In a rather profound conversation last week, Bj and I discussed how so often in US history, a soldier in some awful far-flung place of combat, living in the mud and the cold...fearing for his life as well as the survival of the man fighting beside him, wishes for nothing more than to return to his home, his life, his "normal"...and when he finally makes it back limping, tired and relieved, he finds much to his dismay that he no longer knows how to live the way he lived before. He was changed by the trenches. The heightened awareness that allowed him to survive the enemy, the mire and the muck didn't help him at home... yet he finds himself unable to shut that sense of impending danger off. He feels alone in a crowd. He has forgotten how to live in peace. It is a great American tragedy that this still happens to our soldiers today.
Likewise, even though Bj and I weren't literally in war, in the beginning we did fear desperately for our child's survival. We "knew" that she would be OK, but that didn't stop me from feeling compelled to get up in the dead of night just so that I could place my hand on her sleeping form and feel her belly rise and fall with breath. I didn't want to loose her or my relationship with my spouse in a melee of hospital visits, depression and fear. Bj and I will forever be marked by the life we lived this past year but we made it through. Now our next challenge comes in adaption, in making conscious though gradual changes to how we think, and being in regular communication with one another about what we are going through now and where we want to be in the coming years. Because that is one thing you can never really see on the battlefield- The future is only a wish or a dream. For so long, we survived but now we have a future. One we know is out there even if its still not crystal clear. During lent we are both fasting and seeking direction for ourselves and our family. Hopefully, by Easter we will emerge with a clarity that helps us adjust to a life that maybe has a few surprises but also has some consistency, some predictability, some stability.
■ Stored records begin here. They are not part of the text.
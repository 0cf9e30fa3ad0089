//! Sink traits and outcome types
//!
//! This module defines the interfaces the publisher writes through and the
//! per-unit outcome records the coordinator aggregates.

use crate::model::PageRequest;
use async_trait::async_trait;
use std::ops::AddAssign;
use thiserror::Error;

/// Errors that can occur while writing to a sink
#[derive(Debug, Error)]
pub enum SinkError {
    #[error("Log sink write failed: {0}")]
    Log(String),

    #[error("Key/value sink write failed: {0}")]
    KeyValue(String),

    #[error("Sink connection failed: {0}")]
    Connection(String),

    #[error("Serialization error: {0}")]
    Serialization(#[from] serde_json::Error),
}

/// Result type for sink operations
pub type SinkResult<T> = Result<T, SinkError>;

/// One entry for the append-only log
#[derive(Debug, Clone, PartialEq, Eq)]
pub struct LogMessage {
    pub key: Vec<u8>,
    pub value: Vec<u8>,
}

/// Append-only log destination
#[async_trait]
pub trait LogSink: Send + Sync {
    /// Appends one message
    async fn append(&self, message: &LogMessage) -> SinkResult<()>;
}

/// Key/value destination
///
/// Entries are written without expiration.
#[async_trait]
pub trait KeyValueSink: Send + Sync {
    /// Stores `value` under `key`, replacing any previous value
    async fn put(&self, key: &str, value: &str) -> SinkResult<()>;
}

/// Counts of sink writes for some set of records
#[derive(Debug, Clone, Copy, Default, PartialEq, Eq)]
pub struct PublishReport {
    pub log_written: usize,
    pub log_failed: usize,
    pub kv_written: usize,
    pub kv_failed: usize,
}

impl PublishReport {
    /// Returns true if any write failed
    pub fn has_failures(&self) -> bool {
        self.log_failed > 0 || self.kv_failed > 0
    }
}

impl AddAssign for PublishReport {
    fn add_assign(&mut self, other: Self) {
        self.log_written += other.log_written;
        self.log_failed += other.log_failed;
        self.kv_written += other.kv_written;
        self.kv_failed += other.kv_failed;
    }
}

/// How a unit of work ended
#[derive(Debug, Clone, PartialEq, Eq)]
pub enum UnitStatus {
    /// Every record was retrieved and handed to the publisher
    Succeeded {
        fetched: usize,
        publish: PublishReport,
    },

    /// The list call worked but some person detail lookups did not
    Partial {
        fetched: usize,
        missing: Vec<String>,
        publish: PublishReport,
    },

    /// The fetch failed; nothing was published
    Failed { error: String },
}

/// Outcome of one (page, kind) unit
#[derive(Debug, Clone, PartialEq, Eq)]
pub struct UnitOutcome {
    pub request: PageRequest,
    pub status: UnitStatus,
}

impl UnitOutcome {
    pub fn is_failed(&self) -> bool {
        matches!(self.status, UnitStatus::Failed { .. })
    }

    pub fn is_partial(&self) -> bool {
        matches!(self.status, UnitStatus::Partial { .. })
    }

    /// Number of records the fetch returned
    pub fn fetched(&self) -> usize {
        match &self.status {
            UnitStatus::Succeeded { fetched, .. } | UnitStatus::Partial { fetched, .. } => *fetched,
            UnitStatus::Failed { .. } => 0,
        }
    }

    /// Sink write counts; zero for failed units
    pub fn publish(&self) -> PublishReport {
        match &self.status {
            UnitStatus::Succeeded { publish, .. } | UnitStatus::Partial { publish, .. } => *publish,
            UnitStatus::Failed { .. } => PublishReport::default(),
        }
    }
}

#[cfg(test)]
mod tests {
    use super::*;
    use crate::model::ResourceKind;

    #[test]
    fn test_publish_report_accumulates() {
        let mut total = PublishReport::default();
        total += PublishReport {
            log_written: 3,
            log_failed: 0,
            kv_written: 2,
            kv_failed: 1,
        };
        total += PublishReport {
            log_written: 1,
            ..PublishReport::default()
        };

        assert_eq!(total.log_written, 4);
        assert_eq!(total.kv_written, 2);
        assert!(total.has_failures());
    }

    #[test]
    fn test_outcome_accessors() {
        let request = PageRequest::new(1, ResourceKind::Post);
        let failed = UnitOutcome {
            request,
            status: UnitStatus::Failed {
                error: "boom".to_string(),
            },
        };
        assert!(failed.is_failed());
        assert_eq!(failed.fetched(), 0);
        assert_eq!(failed.publish(), PublishReport::default());

        let partial = UnitOutcome {
            request,
            status: UnitStatus::Partial {
                fetched: 9,
                missing: vec!["x".to_string()],
                publish: PublishReport {
                    log_written: 9,
                    kv_written: 9,
                    ..PublishReport::default()
                },
            },
        };
        assert!(partial.is_partial());
        assert_eq!(partial.fetched(), 9);
        assert_eq!(partial.publish().log_written, 9);
    }
}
I am sure that all moms and dads whose children have had prolonged hospital stays and complicated medical issues feel changed by the experience. Each of us carry our own scars- each the story of a victory, a survival. Finding "normal" doesn't come without its challenges but I know in my heart it can happen. What gives me the courage to try and find it is my daughter's smile. All her hospitalizations have been my stress, my battle- not hers! She isn't bothered, afraid, or discouraged. She loves life, sees the wonder of every new face, item, ray of sunlight. For her BJ and I will lay our hyper-alertness down. We will do it day by day, one choice at a time and in doing this we'll wake up one day and find ourselves- all of us- in a beautiful state of ordinary.